Friday, May 10, 2013

Who I am --> Who I want to be.

Life is a process of self-discovery, reflection, awareness and education. And the process can be down right excruciatingly painful a times.

When I was 20 years about to graduate from college I was so sure I wanted to join corporate America and be one of those 80 hours per week corner office dynamo. A year later graduation had come and gone, law school was more of an annoyance than something I felt committed to finishing.

I looked to the left and the right I was surrounded by classmates who would sell their souls to the highest bidder.  And all I could think was my soul is nice and shiny I want to keep it that way. My boredom in law school increased. Then the phone call, my mothers brain tumor had stabilized and they felt it was the best time to operate. I quickly packed up dumped what I didn't want, took what I wanted and went home.

The doctors gave a grim prognosis, surgery was a 10% shot and if she didn't have it well they didn't have to finish the sentence to feel the grim reaper rubbing his hands.  The surgeon placed his hands on my shoulder and said: "if she does wake up she may not be able to walk or talk." My mom was prepped for surgery. We are not a family of criers, instead I looked at my mom and told her it would be in poor taste if she failed to wake up or if she lost the ability to walk or talk. My mom nodded in agreement.

They wheeled her away so small wrapped up in so many hospital bed linens to keep her warm. I locked my jaw and my mind. I reminded myself we did not cry.  My sisters watched me they were all younger, the youngest sat down and started crying my other sisters comforted her. I held her hand and told her it was important to remember that our mom is a tough old broad. And because I was not in charge as my mother was in surgery I started recounting our family history.
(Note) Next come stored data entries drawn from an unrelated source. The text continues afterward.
//! Delivery operations: bolus, temp basal, cancel, schedule, status,
//! deactivation, alert acknowledgement, beep configuration.
//!
//! Dosing operations never return `Result`. Their outcome is the
//! three-valued [`DeliveryCommandResult`]: succeeded, certainly failed, or
//! failed with unknown disposition. The distinction is a patient-safety
//! property — a caller that conflates "not delivered" with "maybe
//! delivered" will either under-dose or double-dose — so it is kept in the
//! type system rather than in error inspection.

use chrono::{DateTime, Duration, FixedOffset, Timelike, Utc};

use podlink_types::{
    AlertSet, BasalSchedule, BeepType, DeliveryKind, DeliveryKindSet, Units, UnitsPerHour,
    all_but_basal, all_deliveries, consts,
};
use podlink_wire::{
    AcknowledgeAlertCommand, BasalScheduleExtraCommand, BeepConfigCommand, BlockType,
    BolusExtraCommand, CancelDeliveryCommand, DeactivatePodCommand, DetailedStatus,
    GetStatusCommand, InsulinProgram, MessageBlock, PodInfoResponse, PodInfoType, PulseLog,
    SetInsulinScheduleCommand, StatusResponse, TempBasalExtraCommand, segments_for,
};

use crate::dose::{BolusDose, ScheduledCertainty, TempBasalDose};
use crate::error::PodCommsError;
use crate::session::Session;
use crate::transport::MessageTransport;

/// Outcome of a dosing command.
#[derive(Debug)]
pub enum DeliveryCommandResult {
    /// The pod confirmed the command.
    Success(StatusResponse),
    /// The command certainly did not execute; it is safe to re-dose.
    CertainFailure(PodCommsError),
    /// The command may have executed; the ledger holds an uncertain record
    /// pending reconciliation. Re-dosing risks a double dose.
    UncertainFailure(PodCommsError),
}

impl DeliveryCommandResult {
    pub fn is_success(&self) -> bool {
        matches!(self, DeliveryCommandResult::Success(_))
    }
}

/// Outcome of a cancel-delivery command.
#[derive(Debug)]
pub enum CancelDeliveryResult {
    Success(StatusResponse),
    CertainFailure(PodCommsError),
    UncertainFailure(PodCommsError),
}

impl CancelDeliveryResult {
    pub fn is_success(&self) -> bool {
        matches!(self, CancelDeliveryResult::Success(_))
    }

    /// The error, for callers that must abort on any failure.
    pub fn into_error(self) -> Option<PodCommsError> {
        match self {
            CancelDeliveryResult::Success(_) => None,
            CancelDeliveryResult::CertainFailure(err)
            | CancelDeliveryResult::UncertainFailure(err) => Some(err),
        }
    }
}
I spoke about the beginning back in my mothers native land her dream to come to the USA. I spoke about her hardships how she had overcome every single one by herself alone with almost no English skills. My sisters spines strengthened they remembered we weren't like other people we were strong we didn't cry. With the anxiety gone my sisters fell back into their respective normal rhythm as we waited for the surgery to finish.
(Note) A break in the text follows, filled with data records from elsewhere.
use tracing::{info, instrument};
use std::io::Write;
use std::path::Path;

use crate::image_pipeline::{
    common::error::{ConversionError, Result},
    dng::{ConversionConfig, DngWriter, StandardDngWriter, TagAssembler, TagTable},
    metadata,
    pixel_format::{self, ColorMode},
    source::{RasterBuffer, SourceImageReader, TiffSourceReader},
};

/// What a finished conversion produced.
#[derive(Debug, Clone, PartialEq, Eq)]
pub struct ConversionSummary {
    pub width: u32,
    pub height: u32,
    pub color_mode: ColorMode,
    /// Depth of the source samples before widening to u16
    pub source_bits_per_sample: u16,
    pub samples_per_pixel: u16,
    pub xmp_fields: usize,
    pub tag_count: usize,
}

/// Decoded raster and its assembled tags, ready for the writer.
#[derive(Debug, Clone)]
pub struct PreparedDng {
    pub tags: TagTable,
    pub raster: RasterBuffer,
    pub summary: ConversionSummary,
}

pub struct TiffToDngPipeline<R: SourceImageReader, W: DngWriter> {
    reader: R,
    writer: W,
    assembler: TagAssembler,
    config: ConversionConfig,
}

impl TiffToDngPipeline<TiffSourceReader, StandardDngWriter> {
    pub fn new(config: ConversionConfig) -> Self {
        Self::with_custom(TiffSourceReader, StandardDngWriter, config)
    }
}

impl<R: SourceImageReader, W: DngWriter> TiffToDngPipeline<R, W> {
    pub fn with_custom(reader: R, writer: W, config: ConversionConfig) -> Self {
        Self {
            reader,
            writer,
            assembler: TagAssembler::new(config.identity.clone()),
            config,
        }
    }

    /// Replaces the tag assembler, e.g. to pin the DateTime fallback clock.
    pub fn with_assembler(mut self, assembler: TagAssembler) -> Self {
        self.assembler = assembler;
        self
    }

    fn validate_dimensions(&self, width: u32, height: u32) -> Result<()> {
        if !self.config.validate_dimensions {
            return Ok(());
        }

        if width == 0 || height == 0 {
            return Err(ConversionError::InvalidDimensions(width, height));
        }

        if let Some(max) = self.config.max_dimension {
            if width > max || height > max {
                return Err(ConversionError::InvalidDimensions(width, height));
            }
        }

        Ok(())
    }

    /// Decodes the source and assembles its tag table without writing anything.
    #[instrument(skip(self, input_data), fields(input_size = input_data.len()))]
    pub fn prepare(&self, input_data: &[u8]) -> Result<PreparedDng> {
        let source = {
            let _span = tracing::info_span!("decode_source").entered();
            self.reader.read_source(input_data)?
        };

        {
            let _span = tracing::info_span!("validate_dimensions",
                width = source.raster.width,
                height = source.raster.height
            ).entered();
            self.validate_dimensions(source.raster.width, source.raster.height)?;
        }

        let format = {
            let _span = tracing::info_span!("resolve_pixel_format",
                mode = %source.color_mode
            ).entered();
            pixel_format::resolve(&source.color_mode, source.raster.channels)
        };

        let fields = {
            let _span = tracing::info_span!("extract_metadata").entered();
            metadata::extract(source.xmp.as_deref())
        };

        let tags = {
            let _span = tracing::info_span!("assemble_tags").entered();
            self.assembler.assemble(&source.raster, &format, &fields)
        };

        let summary = ConversionSummary {
            width: source.raster.width,
            height: source.raster.height,
            color_mode: source.color_mode,
            source_bits_per_sample: format.bits_per_sample,
            samples_per_pixel: format.samples_per_pixel,
            xmp_fields: fields.len(),
            tag_count: tags.len(),
        };

        Ok(PreparedDng {
            tags,
            raster: source.raster,
            summary,
        })
    }

    #[instrument(skip(self, input_data, output), fields(input_size = input_data.len()))]
    pub fn convert(&self, input_data: &[u8], output: &mut dyn Write) -> Result<ConversionSummary> {
        info!("Starting TIFF to DNG conversion");

        let prepared = self.prepare(input_data)?;
        self.write_prepared(&prepared, output)?;

        Ok(prepared.summary)
    }

    fn write_prepared(&self, prepared: &PreparedDng, output: &mut dyn Write) -> Result<()> {
        {
            let _span = tracing::info_span!("encode_dng").entered();
            self.writer.write_dng(&prepared.tags, &prepared.raster, output)?;
        }

        info!(
            width = prepared.summary.width,
            height = prepared.summary.height,
            mode = %prepared.summary.color_mode,
            source_bits = prepared.summary.source_bits_per_sample,
            tags = prepared.summary.tag_count,
            "Conversion complete"
        );
        Ok(())
    }

    /// Converts `input_path` into `output_path`. The output file is only
    /// created once the source decoded successfully.
    #[instrument(skip(self, input_path, output_path))]
    pub fn convert_file<P: AsRef<Path>, Q: AsRef<Path>>(
        &self,
        input_path: P,
        output_path: Q,
    ) -> Result<ConversionSummary> {
        let input_path = input_path.as_ref();
        let output_path = output_path.as_ref();

        info!(
            input = %input_path.display(),
            output = %output_path.display(),
            "Converting file"
        );

        let input_data = {
            let _span = tracing::info_span!("read_input_file").entered();
            std::fs::read(input_path).map_err(|e| {
                ConversionError::InputReadError(format!("{}: {}", input_path.display(), e))
            })?
        };

        let prepared = self.prepare(&input_data)?;

        let mut output_file = {
            let _span = tracing::info_span!("create_output_file").entered();
            std::fs::File::create(output_path).map_err(|e| {
                ConversionError::OutputWriteError(format!("{}: {}", output_path.display(), e))
            })?
        };

        self.write_prepared(&prepared, &mut output_file)?;

        Ok(prepared.summary)
    }

    pub fn config(&self) -> &ConversionConfig {
        &self.config
    }

    pub fn set_config(&mut self, config: ConversionConfig) {
        self.assembler.set_identity(config.identity.clone());
        self.config = config;
    }
}
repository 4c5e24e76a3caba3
//! Tag assembly
//!
//! Builds the ordered DNG tag table from the raster, the resolved pixel
//! format and the extracted XMP fields. The order of the steps is part of
//! the contract: CreateDate feeds DateTimeOriginal, ModifyDate overrides the
//! DateTime placeholder, and only then does the clock fallback apply.

use chrono::{Local, NaiveDateTime};
use tracing::{debug, instrument};

use crate::image_pipeline::dng::tags::{
    PHOTOMETRIC_LINEAR_RAW, SUBFILE_MAIN_IMAGE, TagId, TagTable, TagValue,
};
use crate::image_pipeline::dng::types::DngIdentity;
use crate::image_pipeline::metadata::{ExtractedField, XmpFields, file_name_component};
use crate::image_pipeline::pixel_format::PixelFormat;
use crate::image_pipeline::source::RasterBuffer;
use crate::image_pipeline::timestamp;

type Clock = Box<dyn Fn() -> NaiveDateTime + Send + Sync>;

pub struct TagAssembler {
    identity: DngIdentity,
    clock: Clock,
}

impl TagAssembler {
    /// Assembler using the local wall clock for the DateTime fallback.
    pub fn new(identity: DngIdentity) -> Self {
        Self::with_clock(identity, || Local::now().naive_local())
    }

    pub fn with_clock<F>(identity: DngIdentity, clock: F) -> Self
    where
        F: Fn() -> NaiveDateTime + Send + Sync + 'static,
    {
        Self {
            identity,
            clock: Box::new(clock),
        }
    }

    pub fn identity(&self) -> &DngIdentity {
        &self.identity
    }

    pub fn set_identity(&mut self, identity: DngIdentity) {
        self.identity = identity;
    }

    /// Produces the final tag table. Never fails; unusable metadata leaves
    /// its tag unset.
    #[instrument(skip_all, fields(width = raster.width, height = raster.height))]
    pub fn assemble(
        &self,
        raster: &RasterBuffer,
        format: &PixelFormat,
        fields: &XmpFields,
    ) -> TagTable {
        let mut table = TagTable::new();

        // The raster handed to the writer is always u16.
        let bits = vec![RasterBuffer::BITS_PER_SAMPLE; format.samples_per_pixel as usize];
        table.set(TagId::ImageWidth, TagValue::Long(raster.width));
        table.set(TagId::ImageLength, TagValue::Long(raster.height));
        table.set(TagId::BitsPerSample, TagValue::Shorts(bits));

        if !format.is_single_channel() {
            table.set(TagId::SamplesPerPixel, TagValue::Short(format.samples_per_pixel));
        }

        table.set(TagId::NewSubfileType, TagValue::Long(SUBFILE_MAIN_IMAGE));
        table.set(
            TagId::PhotometricInterpretation,
            TagValue::Short(PHOTOMETRIC_LINEAR_RAW),
        );
        table.set(TagId::Software, TagValue::Ascii(self.identity.software.clone()));
        table.set(TagId::DateTime, TagValue::Ascii(String::new()));

        if let Some(created) = normalized_date(fields, ExtractedField::CreateDate) {
            table.set(TagId::DateTimeOriginal, TagValue::Ascii(created));
        }

        if let Some(modified) = normalized_date(fields, ExtractedField::ModifyDate) {
            table.set(TagId::DateTime, TagValue::Ascii(modified));
        }

        let date_time_missing = table
            .get(TagId::DateTime)
            .and_then(TagValue::as_str)
            .is_none_or(str::is_empty);
        if date_time_missing {
            let now = timestamp::format_canonical(&(self.clock)());
            debug!("No usable ModifyDate, stamping DateTime with {}", now);
            table.set(TagId::DateTime, TagValue::Ascii(now));
        }

        if let Some(raw_name) = fields.get(ExtractedField::RawFileName) {
            table.set(
                TagId::OriginalRawFileName,
                TagValue::Ascii(file_name_component(raw_name).to_string()),
            );
        }

        if let Some(profile) = fields.get(ExtractedField::CameraProfileName) {
            table.set(TagId::ProfileName, TagValue::Ascii(profile.to_string()));
        }

        table.set(
            TagId::DngVersion,
            TagValue::Bytes(self.identity.dng_version.to_vec()),
        );
        table.set(
            TagId::DngBackwardVersion,
            TagValue::Bytes(self.identity.dng_backward_version.to_vec()),
        );
        table.set(
            TagId::UniqueCameraModel,
            TagValue::Ascii(self.identity.unique_camera_model.clone()),
        );

        debug!(
            "Assembled {} tags (source depth {} bits)",
            table.len(),
            format.bits_per_sample
        );
        table
    }
}

fn normalized_date(fields: &XmpFields, field: ExtractedField) -> Option<String> {
    let raw = fields.get(field)?;
    match timestamp::normalize(raw) {
        Ok(value) => Some(value),
        Err(e) => {
            debug!("Skipping {:?} {:?}: {}", field, raw, e);
            None
        }
    }
}

#[cfg(test)]
mod tests {
    use super::*;
    use crate::image_pipeline::pixel_format::{self, ColorMode};
    use chrono::NaiveDate;

    fn fixed_clock() -> NaiveDateTime {
        NaiveDate::from_ymd_opt(2024, 3, 9)
            .and_then(|d| d.and_hms_opt(14, 5, 6))
            .unwrap()
    }

    fn assembler() -> TagAssembler {
        TagAssembler::with_clock(DngIdentity::default(), fixed_clock)
    }

    fn raster(width: u32, height: u32, channels: u16) -> RasterBuffer {
        let len = width as usize * height as usize * channels as usize;
        RasterBuffer::new(width, height, channels, vec![0u16; len]).unwrap()
    }

    fn fields(pairs: &[(ExtractedField, &str)]) -> XmpFields {
        let mut fields = XmpFields::new();
        for (field, value) in pairs {
            fields.insert_first(*field, value);
        }
        fields
    }

    fn ascii(table: &TagTable, id: TagId) -> Option<&str> {
        table.get(id).and_then(TagValue::as_str)
    }

    #[test]
    fn test_rgb8_without_metadata() {
        let raster = raster(100, 50, 3);
        let format = pixel_format::resolve(&ColorMode::Rgb8, 3);
        let table = assembler().assemble(&raster, &format, &XmpFields::new());

        assert_eq!(table.get(TagId::ImageWidth), Some(&TagValue::Long(100)));
        assert_eq!(table.get(TagId::ImageLength), Some(&TagValue::Long(50)));
        assert_eq!(
            table.get(TagId::BitsPerSample),
            Some(&TagValue::Shorts(vec![16, 16, 16]))
        );
        assert_eq!(table.get(TagId::SamplesPerPixel), Some(&TagValue::Short(3)));
        assert_eq!(
            table.get(TagId::PhotometricInterpretation),
            Some(&TagValue::Short(PHOTOMETRIC_LINEAR_RAW))
        );
        assert_eq!(table.get(TagId::NewSubfileType), Some(&TagValue::Long(0)));
        assert_eq!(ascii(&table, TagId::DateTime), Some("2024:03:09 14:05:06"));
        assert_eq!(table.get(TagId::DngVersion), Some(&TagValue::Bytes(vec![1, 4, 0, 0])));
        assert_eq!(
            table.get(TagId::DngBackwardVersion),
            Some(&TagValue::Bytes(vec![1, 0, 0, 0]))
        );
        assert!(!table.contains(TagId::DateTimeOriginal));
        assert!(!table.contains(TagId::OriginalRawFileName));
        assert!(!table.contains(TagId::ProfileName));
    }

    #[test]
    fn test_dates_from_metadata() {
        let raster = raster(100, 50, 3);
        let format = pixel_format::resolve(&ColorMode::Rgb8, 3);
        let fields = fields(&[
            (ExtractedField::CreateDate, "2022-01-01T00:00:00"),
            (ExtractedField::ModifyDate, "2022-01-02T00:00:00"),
        ]);
        let table = assembler().assemble(&raster, &format, &fields);

        assert_eq!(ascii(&table, TagId::DateTimeOriginal), Some("2022:01:01 00:00:00"));
        assert_eq!(ascii(&table, TagId::DateTime), Some("2022:01:02 00:00:00"));
    }

    #[test]
    fn test_unparseable_modify_date_falls_back_to_clock() {
        let raster = raster(4, 4, 1);
        let format = pixel_format::resolve(&ColorMode::Gray8, 1);
        let fields = fields(&[
            (ExtractedField::CreateDate, "yesterday"),
            (ExtractedField::ModifyDate, "not-a-date"),
        ]);
        let table = assembler().assemble(&raster, &format, &fields);

        assert_eq!(ascii(&table, TagId::DateTime), Some("2024:03:09 14:05:06"));
        assert!(!table.contains(TagId::DateTimeOriginal));
    }

    #[test]
    fn test_real_clock_gives_non_empty_date_time() {
        let raster = raster(2, 2, 1);
        let format = pixel_format::resolve(&ColorMode::Gray8, 1);
        let table = TagAssembler::new(DngIdentity::default())
            .assemble(&raster, &format, &XmpFields::new());

        let date_time = ascii(&table, TagId::DateTime).unwrap();
        assert_eq!(date_time.len(), "YYYY:MM:DD HH:MM:SS".len());
        assert!(timestamp::normalize(date_time).is_ok());
    }

    #[test]
    fn test_single_channel_omits_samples_per_pixel() {
        let raster = raster(8, 2, 1);
        let format = pixel_format::resolve(&ColorMode::Int16, 1);
        let table = assembler().assemble(&raster, &format, &XmpFields::new());

        assert!(!table.contains(TagId::SamplesPerPixel));
        assert_eq!(table.get(TagId::BitsPerSample), Some(&TagValue::Shorts(vec![16])));
    }

    #[test]
    fn test_provenance_fields() {
        let raster = raster(2, 2, 3);
        let format = pixel_format::resolve(&ColorMode::Rgb16, 3);
        let fields = fields(&[
            (ExtractedField::RawFileName, "/card/DCIM/DSC_0042.NEF"),
            (ExtractedField::CameraProfileName, "Adobe Standard"),
        ]);
        let table = assembler().assemble(&raster, &format, &fields);

        assert_eq!(ascii(&table, TagId::OriginalRawFileName), Some("DSC_0042.NEF"));
        assert_eq!(ascii(&table, TagId::ProfileName), Some("Adobe Standard"));
    }

    #[test]
    fn test_identity_strings_and_order() {
        let identity = DngIdentity {
            software: "darkroom".to_string(),
            unique_camera_model: "Scanner X".to_string(),
            ..DngIdentity::default()
        };
        let raster = raster(2, 2, 3);
        let format = pixel_format::resolve(&ColorMode::Rgb8, 3);
        let fields = fields(&[(ExtractedField::CreateDate, "2022-01-01T00:00:00")]);
        let table = TagAssembler::with_clock(identity, fixed_clock)
            .assemble(&raster, &format, &fields);

        assert_eq!(ascii(&table, TagId::Software), Some("darkroom"));
        assert_eq!(ascii(&table, TagId::UniqueCameraModel), Some("Scanner X"));
        assert_eq!(
            table.ids(),
            vec![
                TagId::ImageWidth,
                TagId::ImageLength,
                TagId::BitsPerSample,
                TagId::SamplesPerPixel,
                TagId::NewSubfileType,
                TagId::PhotometricInterpretation,
                TagId::Software,
                TagId::DateTime,
                TagId::DateTimeOriginal,
                TagId::DngVersion,
                TagId::DngBackwardVersion,
                TagId::UniqueCameraModel,
            ]
        );
    }
}
use crate::image_pipeline::common::error::Result;
use crate::image_pipeline::source::types::SourceImage;

pub trait SourceImageReader {
    fn read_source(&self, data: &[u8]) -> Result<SourceImage>;
}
I had done my job, feigning man like hunger I said I was going to grab some food. My sisters kept talking. I rode the elevator down one flight ducked into an empty bathroom stall and cried for an hour. All those years I had read about heartbreak and I now I felt. I felt my heart breaking for my mom she still had dreams, goals, she was still young. My sisters still needed her and I was in no position to take over.

When I was able to calm myself I fixed my face and headed outside allergies were the perfect excuse for red eyes. I walked for over an hour. Mindlessly.
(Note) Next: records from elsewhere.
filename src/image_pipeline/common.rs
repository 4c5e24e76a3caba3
//! Common utilities module
//!
//! This module contains shared utilities used across the image pipeline.

pub mod error;

pub use error::{ConversionError, Result};
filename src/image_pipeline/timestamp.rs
//! Timestamp normalization
//!
//! Converts the ISO-8601 shapes found in XMP into the `YYYY:MM:DD HH:MM:SS`
//! form used by every date-bearing TIFF tag. Offsets are dropped without
//! converting: the wall-clock fields are kept as written.

use chrono::{DateTime, NaiveDateTime};
use thiserror::Error;

/// Output shape shared by DateTime and DateTimeOriginal.
pub const CANONICAL_FORMAT: &str = "%Y:%m:%d %H:%M:%S";

const ISO_FORMAT: &str = "%Y-%m-%dT%H:%M:%S";
const ISO_OFFSET_FORMATS: [&str; 2] = ["%Y-%m-%dT%H:%M:%S%.f%:z", "%Y-%m-%dT%H:%M:%S%.f%z"];

#[derive(Error, Debug, Clone, PartialEq, Eq)]
pub enum TimestampError {
    #[error("unparseable")]
    Unparseable { input: String },
}

/// Normalizes `input` to [`CANONICAL_FORMAT`].
///
/// Shapes are tried in order: offset-bearing ISO-8601, plain ISO-8601,
/// ISO-8601 with fractional seconds (truncated), and finally a value that is
/// already canonical.
pub fn normalize(input: &str) -> Result<String, TimestampError> {
    parse_wall_clock(input.trim())
        .map(|dt| format_canonical(&dt))
        .ok_or_else(|| TimestampError::Unparseable {
            input: input.to_string(),
        })
}

pub fn format_canonical(dt: &NaiveDateTime) -> String {
    dt.format(CANONICAL_FORMAT).to_string()
}

/// `+` anywhere, a trailing `Z`, or a `-` past the date's own separators
/// (index 7 is the last one in `YYYY-MM-DD`).
pub fn has_utc_offset(value: &str) -> bool {
    value.contains('+')
        || value.ends_with('Z')
        || value.get(8..).is_some_and(|rest| rest.contains('-'))
}

fn parse_wall_clock(value: &str) -> Option<NaiveDateTime> {
    if has_utc_offset(value) {
        if let Some(dt) = parse_with_offset(value) {
            return Some(dt);
        }
    }

    if let Ok(dt) = NaiveDateTime::parse_from_str(value, ISO_FORMAT) {
        return Some(dt);
    }

    if let Some((whole_seconds, _fraction)) = value.split_once('.') {
        if let Ok(dt) = NaiveDateTime::parse_from_str(whole_seconds, ISO_FORMAT) {
            return Some(dt);
        }
    }

    NaiveDateTime::parse_from_str(value, CANONICAL_FORMAT).ok()
}

fn parse_with_offset(value: &str) -> Option<NaiveDateTime> {
    if let Ok(dt) = DateTime::parse_from_rfc3339(value) {
        return Some(dt.naive_local());
    }

    ISO_OFFSET_FORMATS
        .iter()
        .find_map(|format| DateTime::parse_from_str(value, format).ok())
        .map(|dt| dt.naive_local())
}
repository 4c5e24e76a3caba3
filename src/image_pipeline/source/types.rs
//! Decoded source image types

use crate::image_pipeline::common::error::{ConversionError, Result};
use crate::image_pipeline::pixel_format::ColorMode;

/// Pixel samples widened to the u16 working precision.
///
/// Samples are stored row-major and channel-interleaved. Sources deeper than
/// 16 bits are cast down, which is lossy.
#[derive(Debug, Clone, PartialEq, Eq)]
pub struct RasterBuffer {
    /// Width of the image in pixels
    pub width: u32,
    /// Height of the image in pixels
    pub height: u32,
    /// Number of interleaved samples per pixel
    pub channels: u16,
    /// Interleaved sample data
    pub data: Vec<u16>,
}

impl RasterBuffer {
    /// Bit depth of every sample held in the buffer.
    pub const BITS_PER_SAMPLE: u16 = 16;

    pub fn new(width: u32, height: u32, channels: u16, data: Vec<u16>) -> Result<Self> {
        let expected = width as usize * height as usize * channels as usize;
        if data.len() != expected {
            return Err(ConversionError::RasterSizeMismatch {
                expected,
                actual: data.len(),
            });
        }

        Ok(Self {
            width,
            height,
            channels,
            data,
        })
    }

    pub fn sample_count(&self) -> usize {
        self.data.len()
    }
}

/// Everything the decoder hands over to the tag assembly stage.
#[derive(Debug, Clone)]
pub struct SourceImage {
    pub raster: RasterBuffer,
    pub color_mode: ColorMode,
    /// Raw embedded XMP packet, when the source carries one
    pub xmp: Option<Vec<u8>>,
}

#[cfg(test)]
mod tests {
    use super::*;

    #[test]
    fn test_raster_accepts_matching_length() {
        let raster = RasterBuffer::new(4, 2, 3, vec![0u16; 24]).unwrap();
        assert_eq!(raster.sample_count(), 24);
    }

    #[test]
    fn test_raster_rejects_short_data() {
        let err = RasterBuffer::new(4, 2, 3, vec![0u16; 8]).unwrap_err();
        assert!(matches!(
            err,
            ConversionError::RasterSizeMismatch { expected: 24, actual: 8 }
        ));
    }
}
I stiffened my spine, my actress skills needed to be impeccable when I went back upstairs. My sisters were on several chairs sleeping, the waiting room was beautiful and comfortable, but I found little joy or comfort in the area itself.

Eight hours later, the surgeon came out, we were all drained but felt a bolt of energy at his appearance. Your mother is out of surgery, she is in the ICU we are waiting for the swelling to go down so she can naturally wake up. We nodded and thanked the surgeon.

The  next morning we arrived before visiting hours (when you have a large hospital and only two visitors are permitted you quickly learn that by hopping from one building to the next you can go anywhere) We walked in my mom opened her eyes she frowned. She put her hand up to the bandage that partially obscured her eyes. Before we could say anything she demanded in righteous indignation: Who won the game last night and they need to fix this bandage if I am going to watch my game. The surgeon had just walked in and was going to ask her a series of questions to determine if any mental functioning had been affected. He took one look at my mom, and I could tell he was patting himself on the back. He walked back out of the rooms no questions.

Did I change my mind about working 80 per week and the corner office because of my mom? No. I had already started to suspect that chasing artificial dreams is no different than insomnia.

I think I learned in that one tumultuous year that life is so unpredictable that trying to nail it down is like trying to embrace the wind a beautiful but impossible idea.